Silicon Valley investor Jason Calacanis has criticized MicroStrategy for its plan to drastically increase its number of issued shares, highlighting the potential risks associated with one entity holding a large proportion of the Bitcoin (BTC) supply.
On the 24th (local time), Calacanis expressed his concerns via X (Twitter), stating, "If a single entity owns too much, the Bitcoin game will be over. In my personal opinion, the maximum cap should be 10%."
"If MicroStrategy continues to purchase Bitcoin excessively, it might feel like Bitcoin investors are working for MicroStrategy, which could lead to an investor exodus," Jason added.
His remarks come in response to MicroStrategy's application to significantly expand its number of issued shares.

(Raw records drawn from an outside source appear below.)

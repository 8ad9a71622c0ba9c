//! Common test utilities

#![allow(dead_code)]

use assert_cmd::{cargo_bin_cmd, Command};
use std::fs;
use std::os::unix::fs::PermissionsExt;
use std::path::{Path, PathBuf};
use tempfile::TempDir;

pub const MODEL: &str = "TTSS_STD-2.0.2.jar";

/// Stand-in for `java -jar TTSS_GUI-1.0.1.jar`.
///
/// Copies `$STUB_OUTPUT` to the `-o` path, records its arguments and working
/// directory, and fails like the real tool when it is not run from the install
/// root. `STUB_EXIT`, `STUB_STDOUT` and `STUB_STDERR` simulate failures;
/// `STUB_SKIP_OUTPUT` makes it exit cleanly without writing anything.
const JAVA_STUB: &str = r#"#!/bin/sh
out=""
for arg in "$@"; do
  if [ "$prev" = "-o" ]; then out="$arg"; fi
  prev="$arg"
done
printf '%s\n' "$@" > "$STUB_LOG"
pwd > "$STUB_LOG.cwd"
if [ ! -d module ]; then
  echo 'Exception in thread "main" java.io.FileNotFoundException: module' >&2
  exit 1
fi
if [ -n "$STUB_STDOUT" ]; then printf '%s' "$STUB_STDOUT"; fi
if [ -n "$STUB_STDERR" ]; then printf '%s' "$STUB_STDERR" >&2; fi
if [ -n "$STUB_EXIT" ]; then exit "$STUB_EXIT"; fi
if [ -z "$STUB_SKIP_OUTPUT" ]; then cat "$STUB_OUTPUT" > "$out"; fi
exit 0
"#;

/// A throwaway Effective T3 installation with a stubbed `java` on `PATH`
pub struct Fixture {
    dir: TempDir,
    root: PathBuf,
}

impl Fixture {
    pub fn new() -> Self {
        let dir = TempDir::new().unwrap();
        // The wrapper resolves relative paths against the physical cwd
        let root = fs::canonicalize(dir.path()).unwrap();
        let fixture = Self { dir, root };

        let install = fixture.install_dir();
        fs::create_dir_all(install.join("module")).unwrap();
        fs::write(install.join("TTSS_GUI-1.0.1.jar"), b"").unwrap();
        fs::write(install.join("module").join(MODEL), b"").unwrap();
        fs::write(install.join("module").join("TTSS_ANIMAL-1.0.1.jar"), b"").unwrap();

        let bin = fixture.bin_dir();
        fs::create_dir_all(&bin).unwrap();
        let java = bin.join("java");
        fs::write(&java, JAVA_STUB).unwrap();
        fs::set_permissions(&java, fs::Permissions::from_mode(0o755)).unwrap();

        fs::write(fixture.input(), ">p1 first\nMKVLA\n>p2\nMSTNP\n").unwrap();
        fixture.set_raw_output("");

        fixture
    }

    pub fn root(&self) -> &Path {
        &self.root
    }

    pub fn install_dir(&self) -> PathBuf {
        self.root().join("effectivet3")
    }

    pub fn bin_dir(&self) -> PathBuf {
        self.root().join("bin")
    }

    pub fn input(&self) -> PathBuf {
        self.root().join("proteins.fasta")
    }

    pub fn output(&self) -> PathBuf {
        self.root().join("out.tabular")
    }

    pub fn temp_output(&self) -> PathBuf {
        self.root().join("out.tabular.tmp")
    }

    fn raw_output_path(&self) -> PathBuf {
        self.root().join("raw.txt")
    }

    pub fn stub_log(&self) -> PathBuf {
        self.root().join("java.args")
    }

    /// What the stubbed tool writes to its `-o` file
    pub fn set_raw_output(&self, content: &str) {
        fs::write(self.raw_output_path(), content).unwrap();
    }

    pub fn stub_args(&self) -> Vec<String> {
        fs::read_to_string(self.stub_log())
            .unwrap()
            .lines()
            .map(str::to_string)
            .collect()
    }

    pub fn stub_cwd(&self) -> PathBuf {
        let mut cwd = self.stub_log().into_os_string();
        cwd.push(".cwd");
        PathBuf::from(fs::read_to_string(cwd).unwrap().trim())
    }

    /// The wrapper with the fixture's environment but no arguments
    pub fn command(&self) -> Command {
        let path = std::env::var_os("PATH").unwrap_or_default();
        let mut paths = vec![self.bin_dir()];
        paths.extend(std::env::split_paths(&path));

        let mut cmd = cargo_bin_cmd!("effectivet3");
        cmd.env("PATH", std::env::join_paths(paths).unwrap())
            .env("EFFECTIVET3", self.install_dir())
            .env("STUB_OUTPUT", self.raw_output_path())
            .env("STUB_LOG", self.stub_log())
            .env_remove("RUST_LOG")
            .current_dir(self.root());
        cmd
    }

    /// The wrapper invoked with a full, valid argument list
    pub fn run(&self, threshold: &str) -> Command {
        let mut cmd = self.command();
        cmd.args([MODEL, threshold, "proteins.fasta", "out.tabular"]);
        cmd
    }
}
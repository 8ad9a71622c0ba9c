use clap::Parser;
use std::ffi::OsString;
use std::path::PathBuf;
use tracing::info;

use crate::install::{EffectiveT3Install, DEFAULT_INSTALL_DIR, INSTALL_DIR_ENV};
use crate::normalize::{normalize_file, Summary};
use crate::request::InvocationRequest;
use crate::runner::EffectiveT3Runner;

pub const VERSION_BANNER: &str = concat!(
    "Wrapper v",
    env!("CARGO_PKG_VERSION"),
    ", TTSS_GUI-1.0.1.jar"
);

/// Effective T3 wrapper - predict type III secreted effectors and write a Galaxy tabular file
#[derive(Parser, Debug)]
#[command(name = "effectivet3")]
#[command(disable_version_flag = true, about, long_about = None)]
#[command(after_help = "Use -v or --version to print the wrapper version.")]
pub struct Cli {
    /// Model file name inside the install's module folder, e.g. TTSS_STD-2.0.2.jar
    #[arg(value_name = "MODEL")]
    model: String,

    /// selective, sensitive, or cutoff=<value>
    #[arg(value_name = "THRESHOLD")]
    threshold: String,

    /// Input protein FASTA file
    #[arg(value_name = "INPUT_FASTA")]
    input: PathBuf,

    /// Output tabular file
    #[arg(value_name = "OUTPUT_TABULAR")]
    output: PathBuf,

    /// Effective T3 installation folder
    #[arg(long, env = INSTALL_DIR_ENV, default_value = DEFAULT_INSTALL_DIR)]
    install_dir: PathBuf,
}

/// The version flag wins over everything else on the command line
pub fn version_requested(args: &[OsString]) -> bool {
    args.iter().skip(1).any(|a| a == "-v" || a == "--version")
}

impl Cli {
    pub fn run(self) -> Result<Summary, Box<dyn std::error::Error>> {
        let request =
            InvocationRequest::new(self.model, &self.threshold, self.input, self.output)?;

        let install = EffectiveT3Install::locate(&self.install_dir)?;
        let model = install.model(&request.model)?;
        info!(
            root = %install.root().display(),
            model = %model.display(),
            "located Effective T3 install"
        );

        let raw = EffectiveT3Runner::new(&install).run(&request)?;

        let summary = normalize_file(&raw, &request.output)?;
        println!("{summary}");

        // The tabular file stays in place so the errors can be inspected
        summary.check()?;

        Ok(summary)
    }
}
//! Test doubles for the pipeline's external collaborators.
//!
//! `RecordingTransport` captures every send instead of talking to a chat
//! relay, `StaticScraper` replays canned batches and `UnavailableStore`
//! fails every call the way a locked or missing database would.

use std::collections::{HashSet, VecDeque};
use std::sync::Mutex;

use async_trait::async_trait;
use athwatch_models::{AssetRecord, Candidate, RecordStatus};
use athwatch_store::{RecordStore, StoreError};

use crate::error::EngineError;
use crate::scraper::PageScraper;
use crate::transport::{normalize_peer, Transport};

/// Transport that records `(peer, text)` pairs. Sends to peers listed as
/// failing return false and are not recorded.
#[derive(Default)]
pub struct RecordingTransport {
    sent: Mutex<Vec<(String, String)>>,
    failing: Mutex<HashSet<String>>,
}

impl RecordingTransport {
    pub fn new() -> Self {
        Self::default()
    }

    pub fn failing_for(peers: &[&str]) -> Self {
        let transport = Self::new();
        for peer in peers {
            transport.set_failing(peer, true);
        }
        transport
    }

    pub fn set_failing(&self, peer: &str, failing: bool) {
        let mut set = self.failing.lock().unwrap();
        if failing {
            set.insert(normalize_peer(peer));
        } else {
            set.remove(&normalize_peer(peer));
        }
    }

    pub fn sent(&self) -> Vec<(String, String)> {
        self.sent.lock().unwrap().clone()
    }

    /// Texts delivered to `peer`, in order.
    pub fn sent_to(&self, peer: &str) -> Vec<String> {
        let key = normalize_peer(peer);
        self.sent
            .lock()
            .unwrap()
            .iter()
            .filter(|(p, _)| normalize_peer(p) == key)
            .map(|(_, text)| text.clone())
            .collect()
    }
}

#[async_trait]
impl Transport for RecordingTransport {
    async fn send(&self, peer: &str, text: &str) -> bool {
        if self.failing.lock().unwrap().contains(&normalize_peer(peer)) {
            return false;
        }
        self.sent
            .lock()
            .unwrap()
            .push((peer.to_string(), text.to_string()));
        true
    }
}

/// Scraper that hands out queued batches, then the fallback batch forever.
pub struct StaticScraper {
    queued: Mutex<VecDeque<Result<Vec<Candidate>, String>>>,
    fallback: Vec<Candidate>,
}

impl StaticScraper {
    pub fn new(fallback: Vec<Candidate>) -> Self {
        Self {
            queued: Mutex::new(VecDeque::new()),
            fallback,
        }
    }

    pub fn push_batch(&self, batch: Vec<Candidate>) {
        self.queued.lock().unwrap().push_back(Ok(batch));
    }

    pub fn push_failure(&self, message: &str) {
        self.queued
            .lock()
            .unwrap()
            .push_back(Err(message.to_string()));
    }
}

#[async_trait]
impl PageScraper for StaticScraper {
    async fn scrape(&self) -> Result<Vec<Candidate>, EngineError> {
        match self.queued.lock().unwrap().pop_front() {
            Some(Ok(batch)) => Ok(batch),
            Some(Err(message)) => Err(EngineError::Scrape(message)),
            None => Ok(self.fallback.clone()),
        }
    }
}

/// Record store whose every call fails.
pub struct UnavailableStore;

#[async_trait]
impl RecordStore for UnavailableStore {
    async fn upsert(&self, _record: &AssetRecord) -> Result<(), StoreError> {
        Err(StoreError::Unavailable("test store is down".to_string()))
    }

    async fn get_status(&self, _address: &str) -> Result<Option<RecordStatus>, StoreError> {
        Err(StoreError::Unavailable("test store is down".to_string()))
    }

    async fn get_record(&self, _address: &str) -> Result<Option<AssetRecord>, StoreError> {
        Err(StoreError::Unavailable("test store is down".to_string()))
    }

    async fn update_status(
        &self,
        _address: &str,
        _status: RecordStatus,
    ) -> Result<bool, StoreError> {
        Err(StoreError::Unavailable("test store is down".to_string()))
    }

    async fn clear(&self) -> Result<usize, StoreError> {
        Err(StoreError::Unavailable("test store is down".to_string()))
    }
}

According to the American economic magazine Barron's, MicroStrategy has applied to the Securities and Exchange Commission (SEC) to increase the number of its Class A common stock from 330 million to 10.33 billion, and its preferred stock from 5 million to 1.05 billion.
Barron's assessed this move by MicroStrategy, stating, "Considering MicroStrategy's current stock price, if the additional stock issuance is implemented, MicroStrategy's market value would surpass the value of Bitcoin worldwide," and "It seems like MicroStrategy is trying to accumulate Bitcoin globally."
The expansion of MicroStrategy's stock issuance is part of its strategy to execute the '21/21' plan, which aims to raise $21 billion in equity capital and $21 billion in fixed-income products, including bonds, convertible bonds, and preferred stock, to support future Bitcoin accumulation.